━━━━━ Given entries

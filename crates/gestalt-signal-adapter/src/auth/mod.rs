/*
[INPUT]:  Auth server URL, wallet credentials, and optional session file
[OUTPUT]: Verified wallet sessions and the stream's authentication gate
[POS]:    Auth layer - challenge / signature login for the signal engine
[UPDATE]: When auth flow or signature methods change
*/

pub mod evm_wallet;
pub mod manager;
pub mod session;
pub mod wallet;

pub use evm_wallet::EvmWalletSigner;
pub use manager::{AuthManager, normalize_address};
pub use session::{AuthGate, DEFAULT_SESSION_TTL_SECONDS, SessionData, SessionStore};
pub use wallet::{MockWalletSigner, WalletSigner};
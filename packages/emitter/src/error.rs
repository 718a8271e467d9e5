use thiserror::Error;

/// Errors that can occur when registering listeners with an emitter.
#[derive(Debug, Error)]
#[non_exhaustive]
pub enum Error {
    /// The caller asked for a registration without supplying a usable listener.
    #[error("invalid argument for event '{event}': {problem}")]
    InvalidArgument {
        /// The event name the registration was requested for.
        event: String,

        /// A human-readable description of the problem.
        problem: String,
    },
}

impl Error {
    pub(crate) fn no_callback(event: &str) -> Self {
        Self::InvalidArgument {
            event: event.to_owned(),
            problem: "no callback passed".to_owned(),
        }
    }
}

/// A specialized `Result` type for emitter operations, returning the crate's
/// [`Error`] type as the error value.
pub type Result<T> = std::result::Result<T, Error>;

━━━━━━━━━━
━━━━━ Given entries

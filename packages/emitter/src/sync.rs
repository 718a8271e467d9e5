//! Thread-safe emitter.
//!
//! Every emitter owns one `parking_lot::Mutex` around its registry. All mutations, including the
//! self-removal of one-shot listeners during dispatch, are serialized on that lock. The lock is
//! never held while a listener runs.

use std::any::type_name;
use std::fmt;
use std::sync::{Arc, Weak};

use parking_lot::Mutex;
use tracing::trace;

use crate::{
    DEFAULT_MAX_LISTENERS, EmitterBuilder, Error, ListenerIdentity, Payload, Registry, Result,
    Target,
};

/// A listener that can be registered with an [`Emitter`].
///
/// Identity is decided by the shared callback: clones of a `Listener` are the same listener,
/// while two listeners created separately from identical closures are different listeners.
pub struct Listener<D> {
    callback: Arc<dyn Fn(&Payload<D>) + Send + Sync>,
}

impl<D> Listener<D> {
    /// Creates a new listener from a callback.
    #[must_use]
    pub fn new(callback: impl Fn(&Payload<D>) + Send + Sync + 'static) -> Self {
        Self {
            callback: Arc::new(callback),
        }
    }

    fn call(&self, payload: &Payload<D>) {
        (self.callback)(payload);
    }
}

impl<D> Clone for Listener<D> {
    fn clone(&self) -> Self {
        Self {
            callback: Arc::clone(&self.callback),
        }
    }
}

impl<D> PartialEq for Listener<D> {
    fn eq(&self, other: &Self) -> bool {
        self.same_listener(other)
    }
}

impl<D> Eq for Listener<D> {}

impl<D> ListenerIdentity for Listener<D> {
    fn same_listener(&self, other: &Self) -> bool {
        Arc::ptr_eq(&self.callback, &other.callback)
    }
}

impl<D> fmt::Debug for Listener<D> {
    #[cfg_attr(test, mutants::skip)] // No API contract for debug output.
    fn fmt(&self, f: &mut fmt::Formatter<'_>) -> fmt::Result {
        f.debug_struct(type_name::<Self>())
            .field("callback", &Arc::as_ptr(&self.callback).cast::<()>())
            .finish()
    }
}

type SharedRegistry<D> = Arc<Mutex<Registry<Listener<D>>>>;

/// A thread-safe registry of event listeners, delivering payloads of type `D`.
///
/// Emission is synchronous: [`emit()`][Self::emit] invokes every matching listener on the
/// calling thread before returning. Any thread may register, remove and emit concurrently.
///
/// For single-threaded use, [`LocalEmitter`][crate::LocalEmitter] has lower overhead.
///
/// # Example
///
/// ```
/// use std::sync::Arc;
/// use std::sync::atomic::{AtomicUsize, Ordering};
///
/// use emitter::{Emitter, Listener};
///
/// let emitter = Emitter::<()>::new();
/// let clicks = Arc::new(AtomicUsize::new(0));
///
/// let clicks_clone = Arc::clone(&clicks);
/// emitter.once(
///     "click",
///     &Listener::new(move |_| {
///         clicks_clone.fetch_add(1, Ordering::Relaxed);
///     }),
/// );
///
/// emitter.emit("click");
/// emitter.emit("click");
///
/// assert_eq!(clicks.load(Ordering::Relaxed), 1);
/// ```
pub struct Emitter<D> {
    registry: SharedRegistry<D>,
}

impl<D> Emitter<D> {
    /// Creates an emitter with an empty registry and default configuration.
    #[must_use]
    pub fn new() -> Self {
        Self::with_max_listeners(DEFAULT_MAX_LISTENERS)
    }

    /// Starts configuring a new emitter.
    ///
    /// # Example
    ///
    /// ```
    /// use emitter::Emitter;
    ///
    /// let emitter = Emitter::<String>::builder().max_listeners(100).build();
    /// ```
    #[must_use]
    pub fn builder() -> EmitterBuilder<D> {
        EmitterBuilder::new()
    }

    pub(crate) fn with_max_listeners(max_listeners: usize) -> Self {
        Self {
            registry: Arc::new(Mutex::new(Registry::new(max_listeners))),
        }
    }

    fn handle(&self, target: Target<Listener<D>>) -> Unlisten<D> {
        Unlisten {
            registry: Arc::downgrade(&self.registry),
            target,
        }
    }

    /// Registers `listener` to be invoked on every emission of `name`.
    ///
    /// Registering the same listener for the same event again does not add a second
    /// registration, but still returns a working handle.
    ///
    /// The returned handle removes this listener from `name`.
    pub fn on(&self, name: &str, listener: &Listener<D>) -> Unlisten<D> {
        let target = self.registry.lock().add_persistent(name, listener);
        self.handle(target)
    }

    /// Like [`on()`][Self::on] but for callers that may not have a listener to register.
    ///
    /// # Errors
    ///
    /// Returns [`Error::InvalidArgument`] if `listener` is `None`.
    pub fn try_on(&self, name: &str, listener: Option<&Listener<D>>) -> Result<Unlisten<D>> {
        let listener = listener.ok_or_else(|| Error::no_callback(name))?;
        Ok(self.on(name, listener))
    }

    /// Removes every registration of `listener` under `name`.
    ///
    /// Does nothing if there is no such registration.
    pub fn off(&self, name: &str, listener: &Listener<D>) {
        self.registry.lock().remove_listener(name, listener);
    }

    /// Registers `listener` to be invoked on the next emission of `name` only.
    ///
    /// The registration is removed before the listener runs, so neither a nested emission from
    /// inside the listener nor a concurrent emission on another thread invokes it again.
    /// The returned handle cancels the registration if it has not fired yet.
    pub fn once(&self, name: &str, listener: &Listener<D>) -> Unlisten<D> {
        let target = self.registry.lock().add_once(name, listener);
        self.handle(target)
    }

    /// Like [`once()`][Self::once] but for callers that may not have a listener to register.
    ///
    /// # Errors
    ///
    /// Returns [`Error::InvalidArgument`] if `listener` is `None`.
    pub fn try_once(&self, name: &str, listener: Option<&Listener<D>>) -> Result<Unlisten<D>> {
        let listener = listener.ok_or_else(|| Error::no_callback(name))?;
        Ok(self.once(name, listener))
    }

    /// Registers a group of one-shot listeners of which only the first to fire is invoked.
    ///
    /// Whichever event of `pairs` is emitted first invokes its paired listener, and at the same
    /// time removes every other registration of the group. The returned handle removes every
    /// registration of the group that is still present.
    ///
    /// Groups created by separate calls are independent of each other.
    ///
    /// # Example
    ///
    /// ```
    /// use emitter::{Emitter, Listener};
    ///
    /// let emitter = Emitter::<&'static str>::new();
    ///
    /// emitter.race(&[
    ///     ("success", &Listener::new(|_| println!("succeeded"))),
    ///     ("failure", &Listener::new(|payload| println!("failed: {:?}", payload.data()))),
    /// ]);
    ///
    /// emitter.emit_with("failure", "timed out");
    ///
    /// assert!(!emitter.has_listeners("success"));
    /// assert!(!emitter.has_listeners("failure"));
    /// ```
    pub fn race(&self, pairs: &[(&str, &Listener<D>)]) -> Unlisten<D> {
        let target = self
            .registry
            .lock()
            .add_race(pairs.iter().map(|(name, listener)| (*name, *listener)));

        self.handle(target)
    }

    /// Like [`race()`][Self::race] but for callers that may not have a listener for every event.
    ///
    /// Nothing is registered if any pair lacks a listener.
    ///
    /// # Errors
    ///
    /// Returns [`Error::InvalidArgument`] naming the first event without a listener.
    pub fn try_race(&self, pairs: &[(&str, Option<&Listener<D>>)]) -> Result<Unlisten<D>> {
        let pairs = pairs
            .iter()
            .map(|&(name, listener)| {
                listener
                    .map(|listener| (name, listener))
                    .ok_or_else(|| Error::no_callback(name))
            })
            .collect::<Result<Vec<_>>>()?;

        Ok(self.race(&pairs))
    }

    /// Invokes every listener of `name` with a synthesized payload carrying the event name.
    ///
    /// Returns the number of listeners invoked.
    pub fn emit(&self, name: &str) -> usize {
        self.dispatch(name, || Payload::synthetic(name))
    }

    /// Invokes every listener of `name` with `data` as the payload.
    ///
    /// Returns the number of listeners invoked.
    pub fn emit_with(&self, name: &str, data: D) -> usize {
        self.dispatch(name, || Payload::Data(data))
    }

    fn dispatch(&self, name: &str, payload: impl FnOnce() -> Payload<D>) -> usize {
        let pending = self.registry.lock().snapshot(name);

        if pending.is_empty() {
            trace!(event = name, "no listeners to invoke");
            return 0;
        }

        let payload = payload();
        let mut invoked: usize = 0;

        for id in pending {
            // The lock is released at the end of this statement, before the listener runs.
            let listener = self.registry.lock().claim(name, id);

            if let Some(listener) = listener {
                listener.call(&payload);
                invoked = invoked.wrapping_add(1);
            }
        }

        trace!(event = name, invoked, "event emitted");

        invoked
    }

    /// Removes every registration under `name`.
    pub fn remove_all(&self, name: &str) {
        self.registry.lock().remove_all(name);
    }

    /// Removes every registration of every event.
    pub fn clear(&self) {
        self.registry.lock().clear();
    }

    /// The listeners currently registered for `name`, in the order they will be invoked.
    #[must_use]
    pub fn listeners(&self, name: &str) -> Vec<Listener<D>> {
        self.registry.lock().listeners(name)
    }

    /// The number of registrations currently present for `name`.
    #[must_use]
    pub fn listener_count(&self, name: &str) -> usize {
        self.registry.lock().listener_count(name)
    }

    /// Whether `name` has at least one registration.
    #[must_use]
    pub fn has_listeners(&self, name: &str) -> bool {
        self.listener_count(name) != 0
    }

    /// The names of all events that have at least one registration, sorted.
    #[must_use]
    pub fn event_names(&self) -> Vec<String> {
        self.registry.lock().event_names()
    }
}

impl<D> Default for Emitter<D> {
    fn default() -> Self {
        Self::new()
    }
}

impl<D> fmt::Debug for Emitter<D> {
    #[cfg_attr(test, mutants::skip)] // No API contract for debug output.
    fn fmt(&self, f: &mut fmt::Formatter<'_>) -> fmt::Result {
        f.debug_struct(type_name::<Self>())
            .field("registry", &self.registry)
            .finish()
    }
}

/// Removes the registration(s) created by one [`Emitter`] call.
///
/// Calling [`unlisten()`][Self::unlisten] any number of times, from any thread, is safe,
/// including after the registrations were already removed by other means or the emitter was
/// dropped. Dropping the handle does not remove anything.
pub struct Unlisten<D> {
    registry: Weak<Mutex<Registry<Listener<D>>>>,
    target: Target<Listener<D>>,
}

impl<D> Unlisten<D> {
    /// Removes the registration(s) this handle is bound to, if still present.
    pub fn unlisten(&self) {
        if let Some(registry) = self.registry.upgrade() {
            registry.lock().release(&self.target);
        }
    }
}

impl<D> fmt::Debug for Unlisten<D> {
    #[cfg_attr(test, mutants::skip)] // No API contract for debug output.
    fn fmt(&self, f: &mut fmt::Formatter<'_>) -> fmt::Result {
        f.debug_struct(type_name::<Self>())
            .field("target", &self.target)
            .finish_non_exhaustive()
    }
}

━━━━━━━━━━
━━━━━ Given entries

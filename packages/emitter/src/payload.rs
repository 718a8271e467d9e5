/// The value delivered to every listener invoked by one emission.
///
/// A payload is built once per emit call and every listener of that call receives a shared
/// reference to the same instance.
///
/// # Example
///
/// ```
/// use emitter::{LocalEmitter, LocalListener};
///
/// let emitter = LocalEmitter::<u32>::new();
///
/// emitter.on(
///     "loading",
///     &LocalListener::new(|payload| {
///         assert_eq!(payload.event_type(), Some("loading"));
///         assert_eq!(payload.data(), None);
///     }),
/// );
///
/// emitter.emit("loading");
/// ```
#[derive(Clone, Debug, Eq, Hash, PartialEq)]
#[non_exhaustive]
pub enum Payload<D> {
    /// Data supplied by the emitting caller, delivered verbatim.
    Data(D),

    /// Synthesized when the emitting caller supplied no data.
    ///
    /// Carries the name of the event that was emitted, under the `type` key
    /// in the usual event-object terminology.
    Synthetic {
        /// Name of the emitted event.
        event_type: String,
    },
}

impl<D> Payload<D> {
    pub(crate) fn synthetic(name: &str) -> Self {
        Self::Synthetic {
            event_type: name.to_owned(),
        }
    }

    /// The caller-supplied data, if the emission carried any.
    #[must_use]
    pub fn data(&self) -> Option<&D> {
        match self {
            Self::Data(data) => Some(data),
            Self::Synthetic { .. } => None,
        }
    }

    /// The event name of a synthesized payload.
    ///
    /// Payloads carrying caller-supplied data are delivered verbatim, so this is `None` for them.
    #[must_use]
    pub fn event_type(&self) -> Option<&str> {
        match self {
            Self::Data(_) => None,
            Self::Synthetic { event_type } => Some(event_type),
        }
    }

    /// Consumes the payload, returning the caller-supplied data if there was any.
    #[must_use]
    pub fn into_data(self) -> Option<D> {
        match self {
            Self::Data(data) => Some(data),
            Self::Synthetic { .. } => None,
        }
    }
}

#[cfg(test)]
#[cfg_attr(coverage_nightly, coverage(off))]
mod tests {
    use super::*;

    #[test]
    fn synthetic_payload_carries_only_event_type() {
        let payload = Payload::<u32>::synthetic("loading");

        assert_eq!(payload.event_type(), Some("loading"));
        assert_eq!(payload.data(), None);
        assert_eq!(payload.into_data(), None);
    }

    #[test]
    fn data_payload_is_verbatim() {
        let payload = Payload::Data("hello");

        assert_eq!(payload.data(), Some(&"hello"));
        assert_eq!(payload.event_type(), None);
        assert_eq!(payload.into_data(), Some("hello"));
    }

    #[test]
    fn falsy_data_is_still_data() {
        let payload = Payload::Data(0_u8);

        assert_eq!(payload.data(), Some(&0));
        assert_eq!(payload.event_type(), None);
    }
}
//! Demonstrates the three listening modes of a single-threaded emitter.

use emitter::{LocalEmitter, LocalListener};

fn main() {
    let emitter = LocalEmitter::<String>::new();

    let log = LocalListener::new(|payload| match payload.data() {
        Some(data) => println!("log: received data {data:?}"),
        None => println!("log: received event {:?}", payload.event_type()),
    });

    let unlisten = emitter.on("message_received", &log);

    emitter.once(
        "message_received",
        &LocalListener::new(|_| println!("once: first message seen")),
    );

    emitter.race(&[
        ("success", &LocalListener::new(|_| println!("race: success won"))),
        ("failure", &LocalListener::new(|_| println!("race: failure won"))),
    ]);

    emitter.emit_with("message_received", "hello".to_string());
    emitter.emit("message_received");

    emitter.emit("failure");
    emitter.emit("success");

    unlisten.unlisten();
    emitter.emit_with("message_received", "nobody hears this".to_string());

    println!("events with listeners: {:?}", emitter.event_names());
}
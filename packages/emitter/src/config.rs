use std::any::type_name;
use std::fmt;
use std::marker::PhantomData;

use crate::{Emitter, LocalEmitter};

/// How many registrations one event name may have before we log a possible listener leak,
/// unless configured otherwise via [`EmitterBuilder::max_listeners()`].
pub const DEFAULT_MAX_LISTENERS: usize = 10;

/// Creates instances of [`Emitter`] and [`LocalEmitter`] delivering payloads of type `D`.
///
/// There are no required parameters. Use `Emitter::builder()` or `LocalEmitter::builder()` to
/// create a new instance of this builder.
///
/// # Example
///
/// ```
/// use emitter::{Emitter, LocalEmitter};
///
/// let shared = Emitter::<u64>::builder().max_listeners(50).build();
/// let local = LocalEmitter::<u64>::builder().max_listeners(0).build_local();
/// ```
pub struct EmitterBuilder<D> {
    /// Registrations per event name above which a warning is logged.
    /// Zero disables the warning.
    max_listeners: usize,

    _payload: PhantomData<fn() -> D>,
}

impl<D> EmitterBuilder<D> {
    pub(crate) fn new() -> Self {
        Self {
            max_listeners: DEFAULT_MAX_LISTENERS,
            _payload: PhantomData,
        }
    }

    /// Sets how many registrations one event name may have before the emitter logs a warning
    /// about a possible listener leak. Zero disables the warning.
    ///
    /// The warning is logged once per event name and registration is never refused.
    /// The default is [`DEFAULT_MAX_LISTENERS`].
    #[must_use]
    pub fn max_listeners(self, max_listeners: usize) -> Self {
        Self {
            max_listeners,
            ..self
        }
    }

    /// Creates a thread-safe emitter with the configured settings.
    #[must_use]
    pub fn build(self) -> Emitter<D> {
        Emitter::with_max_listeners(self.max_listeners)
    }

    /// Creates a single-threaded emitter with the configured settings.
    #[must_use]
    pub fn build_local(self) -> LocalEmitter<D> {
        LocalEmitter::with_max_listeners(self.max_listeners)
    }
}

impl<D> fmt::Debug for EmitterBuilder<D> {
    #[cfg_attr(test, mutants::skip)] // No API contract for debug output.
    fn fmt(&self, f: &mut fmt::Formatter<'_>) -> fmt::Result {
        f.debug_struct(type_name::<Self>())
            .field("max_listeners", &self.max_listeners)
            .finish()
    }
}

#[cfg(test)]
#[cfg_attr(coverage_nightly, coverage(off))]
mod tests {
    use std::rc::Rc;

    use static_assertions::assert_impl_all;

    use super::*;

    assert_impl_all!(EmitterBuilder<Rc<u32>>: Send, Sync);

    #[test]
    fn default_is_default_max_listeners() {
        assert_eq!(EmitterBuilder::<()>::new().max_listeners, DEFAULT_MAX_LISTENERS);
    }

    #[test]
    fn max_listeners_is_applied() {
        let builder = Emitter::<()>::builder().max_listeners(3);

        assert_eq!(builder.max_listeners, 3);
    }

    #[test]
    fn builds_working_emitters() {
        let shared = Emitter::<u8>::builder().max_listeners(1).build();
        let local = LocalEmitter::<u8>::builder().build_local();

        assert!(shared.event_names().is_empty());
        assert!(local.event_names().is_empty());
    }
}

━━━━━━━━━━

Using the data above, extract exactly the lines from the one that holds "pub enum Payload<D>" to the one that holds "pub fn into_data(self)", both ends included, and no others.

pub enum Payload<D> {
    /// Data supplied by the emitting caller, delivered verbatim.
    Data(D),

    /// Synthesized when the emitting caller supplied no data.
    ///
    /// Carries the name of the event that was emitted, under the `type` key
    /// in the usual event-object terminology.
    Synthetic {
        /// Name of the emitted event.
        event_type: String,
    },
}

impl<D> Payload<D> {
    pub(crate) fn synthetic(name: &str) -> Self {
        Self::Synthetic {
            event_type: name.to_owned(),
        }
    }

    /// The caller-supplied data, if the emission carried any.
    #[must_use]
    pub fn data(&self) -> Option<&D> {
        match self {
            Self::Data(data) => Some(data),
            Self::Synthetic { .. } => None,
        }
    }

    /// The event name of a synthesized payload.
    ///
    /// Payloads carrying caller-supplied data are delivered verbatim, so this is `None` for them.
    #[must_use]
    pub fn event_type(&self) -> Option<&str> {
        match self {
            Self::Data(_) => None,
            Self::Synthetic { event_type } => Some(event_type),
        }
    }

    /// Consumes the payload, returning the caller-supplied data if there was any.
    #[must_use]
    pub fn into_data(self) -> Option<D> {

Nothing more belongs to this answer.